Friday, 5 February 2010

Database of Flow

I was talking with my friend last night on the way back from London about my editor and how I implemented undos and redos. My initial quote was "use memento pattern", but I'm not quite sure this is right now, as the technique I used extended the idea a little and touched the "command" pattern too.
What I've done is simply base class all model operations with a command class and made all commands push themselves onto a done stack. Undo commits the undo method of the top of the undo stack into the model, then pushes that item onto a redo stack, and pops the undo stack.

Redo just reverses the operation and commits the redo method on the model instead. The command is it's own memento.

This way of working was important for me because I wanted (eventually) to be able to save commands to disk as I was working. This was to be my uncrashable editor. Or at least very easily debuggable editor.

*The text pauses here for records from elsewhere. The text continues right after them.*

//! Ephemeral, shared buffer for publish-task log fragments.
//!
//! Chunks arrive in any order and may be redelivered. They live until their TTL
//! elapses; assembly reads them without consuming them, so a replayed assembly
//! sees the same set.
use async_trait::async_trait;
use chrono::{DateTime, Utc};
use serde::{Serialize, Deserialize};
use sqlx::{Pool, Postgres};
use std::{collections::{BTreeMap, HashMap}, sync::Mutex, time::Duration};
use crate::telemetry::CHUNK_GC_DELETED;

#[derive(sqlx::FromRow, Serialize, Deserialize, Debug, Clone, PartialEq, Eq)]
pub struct LogChunk { pub task_id: String, pub position: i32, pub content: String }

/// Key of the per-task chunk counter in the ephemeral store.
pub fn chunk_count_key(task_id: &str) -> String { format!("{task_id}_chunk_count") }

#[async_trait]
pub trait ChunkStore: Send + Sync + 'static {
    /// Creates (or resets) the chunk counter for a task.
    async fn init_counter(&self, task_id: &str, ttl: Duration) -> anyhow::Result<()>;
    /// Number of chunks appended since the counter was initialized; `None` when no live counter exists.
    async fn counter(&self, task_id: &str) -> anyhow::Result<Option<i64>>;
    async fn append(&self, chunk: &LogChunk, ttl: Duration) -> anyhow::Result<()>;
    /// Every live chunk of the task, in arrival order.
    async fn chunks(&self, task_id: &str) -> anyhow::Result<Vec<LogChunk>>;
    async fn purge_expired(&self) -> anyhow::Result<u64>;
}

#[derive(Debug, Clone, PartialEq, Eq)]
pub struct AssembledLog { pub distinct_positions: usize, pub content: String }

/// Orders chunks by position. The first delivery of a position wins, so the
/// result depends only on the chunk set and its arrival order per position.
pub fn assemble(chunks: &[LogChunk]) -> AssembledLog {
    let mut by_position: BTreeMap<i32, &str> = BTreeMap::new();
    for c in chunks { by_position.entry(c.position).or_insert(c.content.as_str()); }
    let content = by_position.values().copied().collect::<String>();
    AssembledLog { distinct_positions: by_position.len(), content }
}

fn expiry(ttl: Duration) -> anyhow::Result<DateTime<Utc>> {
    Ok(Utc::now() + chrono::Duration::from_std(ttl)?)
}

#[derive(Clone, Debug)]
pub struct PgChunkStore { pool: Pool<Postgres> }

impl PgChunkStore {
    pub fn new(pool: Pool<Postgres>) -> Self { Self { pool } }
}

#[async_trait]
impl ChunkStore for PgChunkStore {
    async fn init_counter(&self, task_id: &str, ttl: Duration) -> anyhow::Result<()> {
        sqlx::query("INSERT INTO ephemeral_counters (key, value, expires_at) VALUES ($1, 0, $2) ON CONFLICT (key) DO UPDATE SET value = 0, expires_at = EXCLUDED.expires_at")
            .bind(chunk_count_key(task_id))
            .bind(expiry(ttl)?)
            .execute(&self.pool).await?;
        Ok(())
    }

    async fn counter(&self, task_id: &str) -> anyhow::Result<Option<i64>> {
        Ok(sqlx::query_scalar::<_, i64>("SELECT value FROM ephemeral_counters WHERE key = $1 AND expires_at > now()")
            .bind(chunk_count_key(task_id))
            .fetch_optional(&self.pool).await?)
    }

    async fn append(&self, chunk: &LogChunk, ttl: Duration) -> anyhow::Result<()> {
        sqlx::query("INSERT INTO log_chunks (task_id, chunk_position, content, expires_at) VALUES ($1,$2,$3,$4)")
            .bind(&chunk.task_id)
            .bind(chunk.position)
            .bind(&chunk.content)
            .bind(expiry(ttl)?)
            .execute(&self.pool).await?;
        sqlx::query("UPDATE ephemeral_counters SET value = value + 1 WHERE key = $1 AND expires_at > now()")
            .bind(chunk_count_key(&chunk.task_id))
            .execute(&self.pool).await?;
        Ok(())
    }

    async fn chunks(&self, task_id: &str) -> anyhow::Result<Vec<LogChunk>> {
        Ok(sqlx::query_as::<_, LogChunk>("SELECT task_id, chunk_position AS position, content FROM log_chunks WHERE task_id = $1 AND expires_at > now() ORDER BY id ASC")
            .bind(task_id)
            .fetch_all(&self.pool).await?)
    }

    async fn purge_expired(&self) -> anyhow::Result<u64> {
        let chunks = sqlx::query_scalar::<_, i64>("WITH del AS (DELETE FROM log_chunks WHERE expires_at <= now() RETURNING 1) SELECT COUNT(*) FROM del")
            .fetch_one(&self.pool).await?;
        let counters = sqlx::query_scalar::<_, i64>("WITH del AS (DELETE FROM ephemeral_counters WHERE expires_at <= now() RETURNING 1) SELECT COUNT(*) FROM del")
            .fetch_one(&self.pool).await?;
        let deleted = (chunks + counters).max(0) as u64;
        if deleted > 0 { CHUNK_GC_DELETED.inc_by(deleted); }
        Ok(deleted)
    }
}

/// Process-local store. Only correct for a single instance; used for local runs and tests.
#[derive(Debug, Default)]
pub struct MemoryChunkStore {
    counters: Mutex<HashMap<String, (i64, DateTime<Utc>)>>,
    chunks: Mutex<Vec<(LogChunk, DateTime<Utc>)>>,
}

impl MemoryChunkStore {
    pub fn new() -> Self { Self::default() }
}

fn poisoned<T>(_: std::sync::PoisonError<T>) -> anyhow::Error { anyhow::anyhow!("chunk store lock poisoned") }

#[async_trait]
impl ChunkStore for MemoryChunkStore {
    async fn init_counter(&self, task_id: &str, ttl: Duration) -> anyhow::Result<()> {
        let expires = expiry(ttl)?;
        self.counters.lock().map_err(poisoned)?.insert(chunk_count_key(task_id), (0, expires));
        Ok(())
    }

    async fn counter(&self, task_id: &str) -> anyhow::Result<Option<i64>> {
        let now = Utc::now();
        let guard = self.counters.lock().map_err(poisoned)?;
        Ok(guard.get(&chunk_count_key(task_id)).filter(|(_, exp)| *exp > now).map(|(v, _)| *v))
    }

    async fn append(&self, chunk: &LogChunk, ttl: Duration) -> anyhow::Result<()> {
        let expires = expiry(ttl)?;
        self.chunks.lock().map_err(poisoned)?.push((chunk.clone(), expires));
        let now = Utc::now();
        if let Some((count, exp)) = self.counters.lock().map_err(poisoned)?.get_mut(&chunk_count_key(&chunk.task_id)) {
            if *exp > now { *count += 1; }
        }
        Ok(())
    }

    async fn chunks(&self, task_id: &str) -> anyhow::Result<Vec<LogChunk>> {
        let now = Utc::now();
        let guard = self.chunks.lock().map_err(poisoned)?;
        Ok(guard.iter().filter(|(c, exp)| c.task_id == task_id && *exp > now).map(|(c, _)| c.clone()).collect())
    }

    async fn purge_expired(&self) -> anyhow::Result<u64> {
        let now = Utc::now();
        let mut chunks = self.chunks.lock().map_err(poisoned)?;
        let before = chunks.len();
        chunks.retain(|(_, exp)| *exp > now);
        let mut deleted = before - chunks.len();
        drop(chunks);
        let mut counters = self.counters.lock().map_err(poisoned)?;
        let before = counters.len();
        counters.retain(|_, (_, exp)| *exp > now);
        deleted += before - counters.len();
        Ok(deleted as u64)
    }
}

Having recently played with SQLlite, I'm thinking of using a database like this to store my commands as well as the data. It's well known to be safe from crashes and general corruption problems so should be the basis of a very safe editor system.

If a crash happens, I should be able to just load up the last session, and replay the commands issued up to the point of the crash, which should allow me to debug even final release code by having repeatability.

But the thing that came to me last night was more useful than just that. Being able to replay commands is useful in at least two other ways. Firstly, we have a database of the commands that are used to do jobs. We can replay the actions of a user (even the undos and redos if that's part of the saved structure), and learn about what actions could be done quicker if there were macros or combination actions that did more than what's currently available.

Think of it like sample profiling, find out what the user is spending most of their time on and optimise the operation so it takes less time, or can be automated.

The other thing, by adding other metrics to the commands such as when they were done/called, we can find out which users are most productive, and learn techniques from them. We can learn how to shortcut (minimal actions or time to do a task), and learn about how they get into flow (time between commands). Although this would probably feel like an invasion of privacy to some people in a professional environment, I'm actually a bit fired up at the idea of "time and motion" being done inside the tool you're using. There's nothing wrong with making your job easier!